细胞的趋化性被描述为细胞向趋化剂的定向迁移；趋化作用是无向的细胞迁移，在细胞经历趋化作用时，它们会因某种物质而改变细胞的迁移速度但不会改变其迁移方向。

　　开始实验前需要确认的问题：为了正确设置趋化性测定，需要先确认以下几个重要问题。

　　1.您打算研究哪种细胞类型？

　　了解您感兴趣的细胞类型--包括培养基要求和迁移速度--对于后续的检测计划至关重要。

　　2.所分析的细胞类型的迁移速度是多少？

　　虽然有些细胞迁移速度较慢(如肿瘤细胞或成纤维细胞)，但其他类型的细胞(如白细胞)迁移速度非常快。细胞迁移速度将决定实验的持续时间和图像之间所需的间隔。此外，梯度稳定性必须足够高，以适应实验的总持续时间。ibidi µ -Slide Chemotaxis 细胞趋化载玻片适用于慢速和快速迁移细胞的趋化性分析。

　　3.培养基是什么？

　　大多数细胞类型在含有胎牛血清(FCS)的培养基中培养，但它却含有许多可以影响细胞迁移的因素，因此可能会改变趋化性测定的结果。例如，趋化剂对细胞迁移的影响可以被FCS诱导的影响所掩盖。在开始测定之前逐渐降低培养基中的FCS浓度是克服这个问题的一种方法。此外，还开发了不含FCS的特殊无血清培养基。在开始测定之前，必须测试每种感兴趣细胞类型的最佳培养基成分。

　　4.感兴趣的细胞类型的最佳接种密度是多少？

　　接种密度取决于许多细胞因素，例如增殖速率、行为、形状、上皮或间充质状态以及对细胞与细胞接触的依赖性。此外，在确定最佳细胞接种密度时必须考虑实验持续时间。为了有足够的可追踪细胞，开始实验时密度不能太低。在实验结束时，单细胞应该是清晰可定义和可追踪的。考虑到这些因素，在开始趋化性测定之前，应分别确定每种细胞类型的最佳接种密度。

　　5.应该进行多少次实验？

　　通常，三到五次重复实验足以从趋化组和相应的对照组创建重要数据。
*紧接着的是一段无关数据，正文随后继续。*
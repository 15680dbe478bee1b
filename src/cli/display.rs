//! Display utilities for the desktop-notify CLI.
//!
//! This module provides formatted output for:
//! - Send outcomes
//! - Backend and icon set listings
//! - Icon resolution details
//! - Error messages

use crate::backends::BackendDescriptor;
use crate::icons::{IconSetDescriptor, ResolvedIcon, SourceKind};
use crate::types::{ActionOutcome, Capability, SendOutcome};

// ============================================================================
// Display
// ============================================================================

/// Display utilities for CLI output.
pub struct Display;

impl Display {
    /// Shows the result of a send.
    pub fn show_outcome(outcome: &SendOutcome, backend: &str) {
        match outcome {
            SendOutcome::Failed { error } => {
                Self::show_error(&error.to_string());
                eprintln!("  Hint: {}", error.suggestion());
            }
            _ => println!("{}", Self::format_outcome(outcome, backend)),
        }
    }

    /// Shows the selected backend and icon set.
    pub fn show_check(backend: &str, icon_set: &str, all_or_nothing: bool) {
        println!("desktop-notify status");
        println!("─────────────────────────────");
        println!("Backend:        {}", backend);
        println!("Icon set:       {}", icon_set);
        println!(
            "All-or-nothing: {}",
            if all_or_nothing { "enabled" } else { "disabled" }
        );
    }

    /// Shows all backends.
    pub fn show_backends(backends: &[BackendDescriptor], selected: &str) {
        println!("Backends");
        println!("─────────────────────────────");
        for backend in backends {
            println!("{}", Self::format_backend(backend, backend.name == selected));
        }
    }

    /// Shows all icon sets, with an optional icon preview per set.
    pub fn show_icon_sets(sets: &[(IconSetDescriptor, Vec<(String, String)>)], active: &str) {
        println!("Icon sets");
        println!("─────────────────────────────");
        for (set, preview) in sets {
            println!("{}", Self::format_icon_set(set, set.name == active));
            for (name, reference) in preview {
                println!("      {:<16} {}", name, reference);
            }
        }
    }

    /// Shows how an icon name was resolved.
    pub fn show_resolution(icon: &ResolvedIcon) {
        println!("{}", Self::format_resolution(icon));
    }

    /// Shows an error message.
    pub fn show_error(message: &str) {
        eprintln!("Error: {}", message);
    }

    /// Formats a non-failed outcome.
    #[must_use]
    pub fn format_outcome(outcome: &SendOutcome, backend: &str) -> String {
        match outcome {
            SendOutcome::Delivered => format!("Notification sent via {}", backend),
            SendOutcome::Action {
                outcome: ActionOutcome::Selected(key),
            } => format!("User selected: {}", key),
            SendOutcome::Action {
                outcome: ActionOutcome::NoResponse,
            } => "No action selected (timeout or dismissed)".to_string(),
            SendOutcome::Failed { error } => format!("Failed: {}", error),
        }
    }

    /// Formats one backend row.
    #[must_use]
    pub fn format_backend(backend: &BackendDescriptor, selected: bool) -> String {
        let capabilities: Vec<&str> = backend.capabilities.iter().map(Capability::as_str).collect();
        format!(
            "{} {:<10} priority {:>3}  {:<13} [{}]",
            if selected { "*" } else { " " },
            backend.name,
            backend.priority,
            if backend.available {
                "available"
            } else {
                "not available"
            },
            capabilities.join(", ")
        )
    }

    /// Formats one icon set row.
    #[must_use]
    pub fn format_icon_set(set: &IconSetDescriptor, active: bool) -> String {
        format!(
            "{} {:<10} priority {:>3}  {}",
            if active { "*" } else { " " },
            set.name,
            set.priority,
            if set.available {
                "available"
            } else {
                "not available"
            }
        )
    }

    /// Formats an icon resolution.
    #[must_use]
    pub fn format_resolution(icon: &ResolvedIcon) -> String {
        let mut lines = vec![format!("Icon:      {}", icon.original_name)];
        lines.push(format!(
            "Resolved:  {}",
            icon.resolved_reference.as_deref().unwrap_or("(none)")
        ));
        lines.push(format!("Source:    {}", Self::source_label(icon.source_kind)));
        if let Some(set) = &icon.set_used {
            lines.push(format!(
                "Set:       {}{}",
                set,
                if icon.is_fallback { " (fallback)" } else { "" }
            ));
        }
        lines.push(format!("Tried:     {}", icon.fallback_chain.join(" -> ")));
        if icon.resolved_at_cache_hit {
            lines.push("Cache:     hit".to_string());
        }
        lines.join("\n")
    }

    fn source_label(kind: SourceKind) -> &'static str {
        match kind {
            SourceKind::System => "system theme",
            SourceKind::Bundled => "bundled",
            SourceKind::Glyph => "glyph",
            SourceKind::LiteralPath => "literal path",
            SourceKind::None => "none",
        }
    }
}

// ============================================================================
// Tests
// ============================================================================

#[cfg(test)]
mod tests {
    use super::*;
    use crate::backends::DispatchError;
    use std::collections::BTreeSet;
    use std::time::Duration;

    // ------------------------------------------------------------------------
    // Format Tests
    // ------------------------------------------------------------------------

    mod format_tests {
        use super::*;

        #[test]
        fn test_format_outcomes() {
            assert_eq!(
                Display::format_outcome(&SendOutcome::selected("default"), "dunst"),
                "User selected: default"
            );
            assert_eq!(
                Display::format_outcome(&SendOutcome::no_response(), "dunst"),
                "No action selected (timeout or dismissed)"
            );
            assert_eq!(
                Display::format_outcome(&SendOutcome::Delivered, "console"),
                "Notification sent via console"
            );
            assert!(Display::format_outcome(
                &SendOutcome::failed(DispatchError::UnrecognizedExit(4)),
                "dunst"
            )
            .starts_with("Failed:"));
        }

        #[test]
        fn test_format_backend() {
            let backend = BackendDescriptor {
                name: "dunst".to_string(),
                priority: 90,
                capabilities: [Capability::Actions, Capability::Urgency].into_iter().collect(),
                available: false,
            };
            let row = Display::format_backend(&backend, false);
            assert!(row.contains("dunst"));
            assert!(row.contains("priority  90"));
            assert!(row.contains("not available"));
            assert!(row.contains("[actions, urgency]"));
            assert!(Display::format_backend(&backend, true).starts_with('*'));
        }

        #[test]
        fn test_format_icon_set() {
            let set = IconSetDescriptor {
                name: "minimal".to_string(),
                priority: 10,
                required_icon_names: BTreeSet::new(),
                available: true,
            };
            let row = Display::format_icon_set(&set, true);
            assert!(row.starts_with("* minimal"));
            assert!(row.ends_with("available"));
        }

        #[test]
        fn test_format_resolution() {
            let icon = ResolvedIcon::unresolved(
                "warning",
                vec!["system".into(), "minimal".into()],
                Duration::ZERO,
            )
            .with_reference(SourceKind::Glyph, Some("minimal"), "⚠️", true);

            let text = Display::format_resolution(&icon);
            assert!(text.contains("Resolved:  ⚠️"));
            assert!(text.contains("Source:    glyph"));
            assert!(text.contains("Set:       minimal (fallback)"));
            assert!(text.contains("Tried:     system -> minimal"));
            assert!(!text.contains("Cache"));
        }

        #[test]
        fn test_format_unresolved() {
            let icon = ResolvedIcon::unresolved("nothing", Vec::new(), Duration::ZERO);
            let text = Display::format_resolution(&icon);
            assert!(text.contains("Resolved:  (none)"));
            assert!(!text.contains("Set:"));
        }
    }

    // ------------------------------------------------------------------------
    // Display Output Tests
    // ------------------------------------------------------------------------

    mod display_tests {
        use super::*;

        #[test]
        fn test_show_functions_do_not_panic() {
            Display::show_outcome(&SendOutcome::Delivered, "console");
            Display::show_outcome(&SendOutcome::failed(DispatchError::Terminated), "dunst");
            Display::show_check("console", "minimal", true);
            Display::show_backends(&[], "console");
            Display::show_icon_sets(&[], "minimal");
            Display::show_error("Test error message");
        }
    }
}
每个实验应包含20-40个单细胞的跟踪数据，这可以使用低放大倍率显微镜物镜（例如5倍或10倍）来实现。

　　6.应该进行2D或3D趋化性分析吗？

　　大多数细胞自然嵌入3D矩阵中。在趋化性测定过程中在2D环境中培养它们可能会改变它们的行为和迁移能力。为了克服这个问题，可以将细胞嵌入模仿其自然环境的3D基质中，例如胶原蛋白、基质胶或其他水凝胶。而细胞趋化载玻片非常适合2D和3D实验。

　　7.实验中必须包括哪些对照？

　　为了正确分析趋化性实验，至关重要的是包括不含任何趋化剂的阴性对照 (-/-)，以及整个室中含有趋化剂的阳性对照 (+/+)。

　　在使用细胞趋化载玻片时，由于梯度以外的所有条件都是对称的，因此需要较少的控制测量。这允许相互独立地分析趋化性和趋化运动。在该实例中，趋化剂诱导癌细胞的趋化性和趋化运动。